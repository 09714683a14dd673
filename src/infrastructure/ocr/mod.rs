pub mod cloud;
pub mod preprocess;
pub mod tesseract;

pub use cloud::CloudOcrBackend;
pub use tesseract::TesseractBackend;
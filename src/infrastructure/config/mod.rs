use figment::providers::{Env, Format, Toml};
use figment::Figment;
use std::sync::{Arc, RwLock};
use tracing::info;

use crate::domain::error::{AppError, Result};
use crate::domain::quota::QuotaConfig;

/// Process-wide quota configuration source. Readers take immutable
/// snapshots; `reload` publishes a fresh snapshot rather than mutating
/// fields in place, so in-flight requests never observe a half-updated
/// config.
pub struct QuotaProvider {
    current: RwLock<Arc<QuotaConfig>>,
}

impl QuotaProvider {
    /// Load from `docsift.toml` merged with `DOCSIFT_`-prefixed environment
    /// variables. Missing sources fall back to defaults.
    pub fn load() -> Result<Self> {
        Self::with_config(Self::fetch()?)
    }

    pub fn with_config(config: QuotaConfig) -> Result<Self> {
        config.validate()?;
        Ok(Self {
            current: RwLock::new(Arc::new(config)),
        })
    }

    fn fetch() -> Result<QuotaConfig> {
        Figment::new()
            .merge(Toml::file("docsift.toml"))
            .merge(Env::prefixed("DOCSIFT_"))
            .extract()
            .map_err(|e| AppError::Config(format!("Failed to load quota config: {}", e)))
    }

    pub fn snapshot(&self) -> Arc<QuotaConfig> {
        self.current
            .read()
            .expect("quota config lock poisoned")
            .clone()
    }

    /// Re-read the config sources and publish a new snapshot. An invalid
    /// config leaves the current snapshot in place.
    pub fn reload(&self) -> Result<()> {
        let fresh = Self::fetch()?;
        fresh.validate()?;
        info!("quota config reloaded");
        *self.current.write().expect("quota config lock poisoned") = Arc::new(fresh);
        Ok(())
    }
}

#[cfg(test)]
mod tests {
    use super::*;

    #[test]
    fn held_snapshot_survives_provider_drop() {
        let provider = QuotaProvider::with_config(QuotaConfig::default()).unwrap();
        let held = provider.snapshot();
        assert_eq!(held.max_file_size_mb, 50.0);

        drop(provider);
        assert_eq!(held.max_extracted_chars, 1_000_000);
    }

    #[test]
    fn reload_publishes_new_snapshot() {
        figment::Jail::expect_with(|jail| {
            let provider = QuotaProvider::load().unwrap();
            let before = provider.snapshot();
            assert_eq!(before.max_file_size_mb, 50.0);

            jail.set_env("DOCSIFT_MAX_FILE_SIZE_MB", "75.0");
            provider.reload().unwrap();

            assert_eq!(provider.snapshot().max_file_size_mb, 75.0);
            // The snapshot taken before the reload is unchanged.
            assert_eq!(before.max_file_size_mb, 50.0);
            Ok(())
        });
    }

    #[test]
    fn invalid_reload_keeps_current_snapshot() {
        figment::Jail::expect_with(|jail| {
            let provider = QuotaProvider::load().unwrap();

            // warn > max violates validation; the published snapshot stays.
            jail.set_env("DOCSIFT_WARN_FILE_SIZE_MB", "500.0");
            assert!(provider.reload().is_err());
            assert_eq!(provider.snapshot().warn_file_size_mb, 25.0);
            Ok(())
        });
    }

    #[test]
    fn invalid_config_is_rejected_at_construction() {
        let config = QuotaConfig {
            warn_file_size_mb: 100.0,
            ..QuotaConfig::default()
        };
        assert!(QuotaProvider::with_config(config).is_err());
    }
}
use scraper::{ElementRef, Html, Selector};

use crate::application::use_cases::extraction::DocumentExtraction;
use crate::domain::metrics::ProcessingMetrics;

impl DocumentExtraction {
    /// Body text only; script, style and noscript subtrees contribute
    /// nothing.
    pub(in crate::application::use_cases::extraction) fn extract_html(
        &self,
        bytes: &[u8],
        _metrics: &mut ProcessingMetrics,
    ) -> String {
        let html = String::from_utf8_lossy(bytes);
        let document = Html::parse_document(&html);

        let body_selector = Selector::parse("body").unwrap();
        let root = document
            .select(&body_selector)
            .next()
            .unwrap_or_else(|| document.root_element());

        let mut lines: Vec<String> = Vec::new();
        collect_text(root, &mut lines);
        lines.join("\n")
    }
}

fn collect_text(element: ElementRef<'_>, lines: &mut Vec<String>) {
    if matches!(element.value().name(), "script" | "style" | "noscript") {
        return;
    }
    for child in element.children() {
        if let Some(child_element) = ElementRef::wrap(child) {
            collect_text(child_element, lines);
        } else if let Some(text) = child.value().as_text() {
            let trimmed = text.trim();
            if !trimmed.is_empty() {
                lines.push(trimmed.to_string());
            }
        }
    }
}
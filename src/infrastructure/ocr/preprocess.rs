use image::{GrayImage, ImageBuffer, Luma};
use std::path::{Path, PathBuf};

/// Produce a binarized copy of a rasterized page next to the original,
/// returning its path. `None` means the original should be OCRed as-is.
pub fn preprocess_for_ocr(image_path: &Path) -> Option<PathBuf> {
    let img = image::open(image_path).ok()?;

    let gray = img.to_luma8();
    let enhanced = enhance_contrast(&gray);
    let thresholded = otsu_threshold(&enhanced);

    let preprocessed_path = image_path.with_extension("preprocessed.png");
    thresholded.save(&preprocessed_path).ok()?;
    Some(preprocessed_path)
}

/// Stretch the observed intensity range to the full 0..=255 span.
pub fn enhance_contrast(img: &GrayImage) -> GrayImage {
    let (width, height) = img.dimensions();
    let mut result = ImageBuffer::new(width, height);

    let (min_val, max_val) = img.pixels().fold((255u8, 0u8), |(min_v, max_v), pixel| {
        let v = pixel[0];
        (min_v.min(v), max_v.max(v))
    });

    // Flat images would divide by zero.
    let range = if max_val > min_val {
        (max_val - min_val) as f32
    } else {
        1.0
    };

    for (x, y, pixel) in img.enumerate_pixels() {
        let val = pixel[0];
        let stretched = ((val as f32 - min_val as f32) / range * 255.0) as u8;
        result.put_pixel(x, y, Luma([stretched]));
    }

    result
}

/// Split pixels into black and white at the histogram threshold that
/// maximizes between-class variance (Otsu).
pub fn otsu_threshold(img: &GrayImage) -> GrayImage {
    let (width, height) = img.dimensions();
    let mut result = ImageBuffer::new(width, height);

    let mut histogram = [0u32; 256];
    for pixel in img.pixels() {
        histogram[pixel[0] as usize] += 1;
    }

    let total_pixels = (width * height) as f64;
    let sum_total: f64 = histogram
        .iter()
        .enumerate()
        .map(|(i, &count)| i as f64 * count as f64)
        .sum();

    let mut sum_b = 0.0;
    let mut weight_b = 0.0;
    let mut max_variance = 0.0;
    let mut threshold = 128u8;

    for (i, &count) in histogram.iter().enumerate() {
        weight_b += count as f64;
        if weight_b == 0.0 {
            continue;
        }

        let weight_f = total_pixels - weight_b;
        if weight_f == 0.0 {
            break;
        }

        sum_b += i as f64 * count as f64;
        let mean_b = sum_b / weight_b;
        let mean_f = (sum_total - sum_b) / weight_f;

        let variance = weight_b * weight_f * (mean_b - mean_f).powi(2);
        if variance > max_variance {
            max_variance = variance;
            threshold = i as u8;
        }
    }

    for (x, y, pixel) in img.enumerate_pixels() {
        let val = if pixel[0] > threshold { 255 } else { 0 };
        result.put_pixel(x, y, Luma([val]));
    }

    result
}

/// Pages whose intensity standard deviation falls under 50 are treated as
/// low contrast and routed through the binarization pipeline.
pub fn needs_preprocessing(image_path: &Path) -> bool {
    let img = match image::open(image_path) {
        Ok(img) => img,
        Err(_) => return false,
    };

    let gray = img.to_luma8();
    let pixels: Vec<f64> = gray.pixels().map(|p| p[0] as f64).collect();
    if pixels.is_empty() {
        return false;
    }

    let mean = pixels.iter().sum::<f64>() / pixels.len() as f64;
    let variance = pixels.iter().map(|&p| (p - mean).powi(2)).sum::<f64>() / pixels.len() as f64;
    let std_dev = variance.sqrt();

    std_dev < 50.0
}

#[cfg(test)]
mod tests {
    use super::*;

    #[test]
    fn contrast_stretch_spans_full_range() {
        let mut img: GrayImage = ImageBuffer::new(2, 1);
        img.put_pixel(0, 0, Luma([100]));
        img.put_pixel(1, 0, Luma([150]));

        let stretched = enhance_contrast(&img);
        assert_eq!(stretched.get_pixel(0, 0)[0], 0);
        assert_eq!(stretched.get_pixel(1, 0)[0], 255);
    }

    #[test]
    fn threshold_splits_dark_and_light() {
        let mut img: GrayImage = ImageBuffer::new(2, 1);
        img.put_pixel(0, 0, Luma([10]));
        img.put_pixel(1, 0, Luma([240]));

        let binary = otsu_threshold(&img);
        assert_eq!(binary.get_pixel(0, 0)[0], 0);
        assert_eq!(binary.get_pixel(1, 0)[0], 255);
    }
}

[Exercise]
The line above containing "sum_b += i as f64 * count as f64;", the line containing "let mean = pixels.iter().sum::<f64>()", and every line between them are to be transcribed exactly; no other line is wanted.

[Output for this exercise]
        sum_b += i as f64 * count as f64;
        let mean_b = sum_b / weight_b;
        let mean_f = (sum_total - sum_b) / weight_f;

        let variance = weight_b * weight_f * (mean_b - mean_f).powi(2);
        if variance > max_variance {
            max_variance = variance;
            threshold = i as u8;
        }
    }

    for (x, y, pixel) in img.enumerate_pixels() {
        let val = if pixel[0] > threshold { 255 } else { 0 };
        result.put_pixel(x, y, Luma([val]));
    }

    result
}

/// Pages whose intensity standard deviation falls under 50 are treated as
/// low contrast and routed through the binarization pipeline.
pub fn needs_preprocessing(image_path: &Path) -> bool {
    let img = match image::open(image_path) {
        Ok(img) => img,
        Err(_) => return false,
    };

    let gray = img.to_luma8();
    let pixels: Vec<f64> = gray.pixels().map(|p| p[0] as f64).collect();
    if pixels.is_empty() {
        return false;
    }

    let mean = pixels.iter().sum::<f64>() / pixels.len() as f64;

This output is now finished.